A rather directionless morning of trading on Wall Street—the major U.S. equity indexes bounced around the breakeven mark mostly in negative territory—turned nicely positive in the early afternoon hours, as investors responded to some positive news from Europe (discussed below) and comments from the Federal Reserve’s Open Market Committee (released shortly after 2:00 P.M. EST) that it will take a wait-and-see approach with regards to monetary policy and could possibly consider new monetary initiatives to stimulate the economy—which is normally good for equities. However, the market was unable to hold those gains and some late-day selling pushed the indexes notably into the minus column, making it three straight victories for the bears.
With regards to the ongoing financial crisis in the euro zone, traders took some comfort in news that Italy promised to fast track austerity measures to avoid becoming the next European nation to need help to avoid defaulting on its debt obligations—Greece is still struggling to get its house in order. A successful auction of new Italian government bonds also helped reassure nervous investors that the nation will be able to manage on its own without the help of a rescue package from the European Union. The news from Italy helped pare the losses in the European bourses earlier today and lent some interim-day support to trading on these shores, as well.

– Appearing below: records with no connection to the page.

pub mod batch;
pub mod guard;
pub mod server;
pub mod supervisor;
pub mod unwind;

pub use crate::domain::model::{Fault, Outcome, Payload};
pub use crate::domain::ports::{Action, ConfigProvider, ConnectionHandler};
pub use crate::utils::error::Result;
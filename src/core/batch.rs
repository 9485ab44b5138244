use crate::core::guard;
use crate::domain::model::{BatchReport, Payload};
use crate::utils::error::{RecoverError, Result};
use serde::{Deserialize, Serialize};
use std::fmt;
use std::panic;

/// Largest number a step accepts.
pub const MAX_NUMBER: i64 = 50;

#[derive(Debug, Clone, Copy, PartialEq, Eq, Default, Serialize, Deserialize)]
#[cfg_attr(feature = "cli", derive(clap::ValueEnum))]
#[serde(rename_all = "snake_case")]
pub enum BatchMode {
    /// Every step returns a `Result`, `?` stops at the first error.
    #[default]
    Checked,
    /// Every step panics on failure, one boundary captures the error.
    Panicking,
    /// Like `panicking`, but a payload that is not an error is dropped.
    Lenient,
}

impl fmt::Display for BatchMode {
    fn fmt(&self, f: &mut fmt::Formatter<'_>) -> fmt::Result {
        let name = match self {
            Self::Checked => "checked",
            Self::Panicking => "panicking",
            Self::Lenient => "lenient",
        };
        f.write_str(name)
    }
}

/// One step of the batch.
pub fn check_number(n: i64) -> Result<()> {
    if n > MAX_NUMBER {
        return Err(RecoverError::BadNumber(n));
    }
    tracing::debug!("step accepted {}", n);
    Ok(())
}

/// Runs every step, stopping at the first error.
pub fn run_steps(inputs: &[i64]) -> Result<()> {
    checked(inputs, &mut 0)
}

fn checked(inputs: &[i64], ran: &mut usize) -> Result<()> {
    for &n in inputs {
        *ran += 1;
        check_number(n)?;
    }
    Ok(())
}

/// Step variant that reports failure by panicking with the error as payload.
pub fn must_check_number(n: i64) {
    if let Err(e) = check_number(n) {
        panic::panic_any(e);
    }
}

/// Runs the panicking steps with no per-step checks and a single capture at the end.
pub fn run_steps_panicking(inputs: &[i64]) -> Result<()> {
    collect_error(|| unchecked(inputs, &mut 0))
}

/// [`run_steps_panicking`] with the silent fallback: a non-error payload yields `Ok(())`.
pub fn run_steps_lenient(inputs: &[i64]) -> Result<()> {
    collect_error_lenient(|| unchecked(inputs, &mut 0))
}

fn unchecked(inputs: &[i64], ran: &mut usize) {
    for &n in inputs {
        *ran += 1;
        must_check_number(n);
    }
}

/// Captures at most one panic from `f` and reinterprets it as an error.
///
/// A payload that is not a [`RecoverError`] is reported as
/// [`RecoverError::NotAnError`].
pub fn collect_error<F: FnOnce()>(f: F) -> Result<()> {
    match guard::catch_payload(f) {
        Ok(()) => Ok(()),
        Err(payload) => match payload.downcast::<RecoverError>() {
            Ok(e) => Err(*e),
            Err(other) => Err(RecoverError::NotAnError {
                found: Payload::from_any(other.as_ref()).describe(),
            }),
        },
    }
}

/// Like [`collect_error`], but a payload that is not an error is dropped with a warning.
pub fn collect_error_lenient<F: FnOnce()>(f: F) -> Result<()> {
    match collect_error(f) {
        Err(RecoverError::NotAnError { found }) => {
            tracing::warn!("⚠️ Discarding non-error payload: {}", found);
            Ok(())
        }
        other => other,
    }
}

/// Runs the batch in `mode` and summarizes it.
pub fn run_batch(mode: BatchMode, inputs: &[i64]) -> BatchReport {
    let mut ran = 0;
    let result = match mode {
        BatchMode::Checked => checked(inputs, &mut ran),
        BatchMode::Panicking => collect_error(|| unchecked(inputs, &mut ran)),
        BatchMode::Lenient => collect_error_lenient(|| unchecked(inputs, &mut ran)),
    };

    match &result {
        Ok(()) => tracing::info!(%mode, steps = ran, "✅ Batch finished"),
        Err(e) => tracing::warn!(%mode, steps = ran, "⚠️ Batch stopped: {}", e),
    }

    BatchReport {
        mode: mode.to_string(),
        inputs: inputs.to_vec(),
        steps_run: ran,
        error: result.err().map(|e| e.to_string()),
    }
}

As noted, Federal Reserve officials adopted a wait-and-see approach during last month's policy meeting, though opinions differed over what the next step would likely be given the combination of rising inflation and a weakening economy. Some Federal Reserve governors appear ready to provide more monetary policy easing if the recovery is too soft to cut the lofty unemployment rate and if inflation eases as expected. The Fed also lowered its forecast on the economy this year, predicting the gross domestic product (GDP) will grow 2.7% to 2.9%--it previously projected GDP would rise 3.1% to 3.3%. The lead bank also predicted a higher jobless rate and blamed its more bearish outlook on higher commodity prices, elevated unemployment, weak consumer spending, the housing sector woes, and Japan's earthquake. All in all, it was a far from uplifting synopsis of the U.S. economy.
Meanwhile, the corporate earnings season did not get off to a roaring start in the last 24 hours. After yesterday’s market close, aluminum maker Alcoa (AA - Free Alcoa Stock Report) reported solid sales figures, but earnings came in a bit below expectations. And as we noted in our midday report, a few technology companies, including Microchip (MCHP) and Novellus (NVLS) lowered their expectations for the current year—shares of both technology concerns were down on those reports, with Novellus falling by about 11%. Not surprisingly, the technology group was the worst performing of the 12 major sectors. Other notable laggards included the conglomerate, transportation and capital goods groups.
The strength of the dollar versus several foreign currencies—the greenback is at a multi-month high versus the euro—did not have an adverse effect on the commodities market. In fact, most of the agricultural and soft (i.e., cocoa, coffee, sugar, cotton, and orange) futures were up nicely today. Livestock contracts, though, suffered as traders worried what higher agricultural prices would have on animal feed costs, which are already at elevated levels. However, this thinking did not cause investors to shy away from meat processors Smithfield Foods (SFD), Tyson Foods (TSN), Hormel Foods (HRL), and Sanderson Farms (SAFM). Meanwhile, both gold and oil futures were up today, with the latter rising on comments by OPEC and the Energy Information Administration that the global appetite for oil will grow to record levels this year despite an uneven global economic recovery. Shares of Dow-30 components Exxon Mobil (XOM - Free Exxon Stock Report) and Chevron (CVN - Free Chevron Stock Report) were both higher today.
The higher price of gold, along with a slight retreat in the 10-year Treasury bond yield also signified that investors are not ready to abandon their “flight-to-safety” strategy, which has been in vogue the last few sessions. Our sense is that absent some surprisingly good earnings or economic news over the next few days, this strategy will continue, especially with the messy debt situation in Europe right now.
At the time of this article’s writing, the author did not have positions in any of the companies mentioned.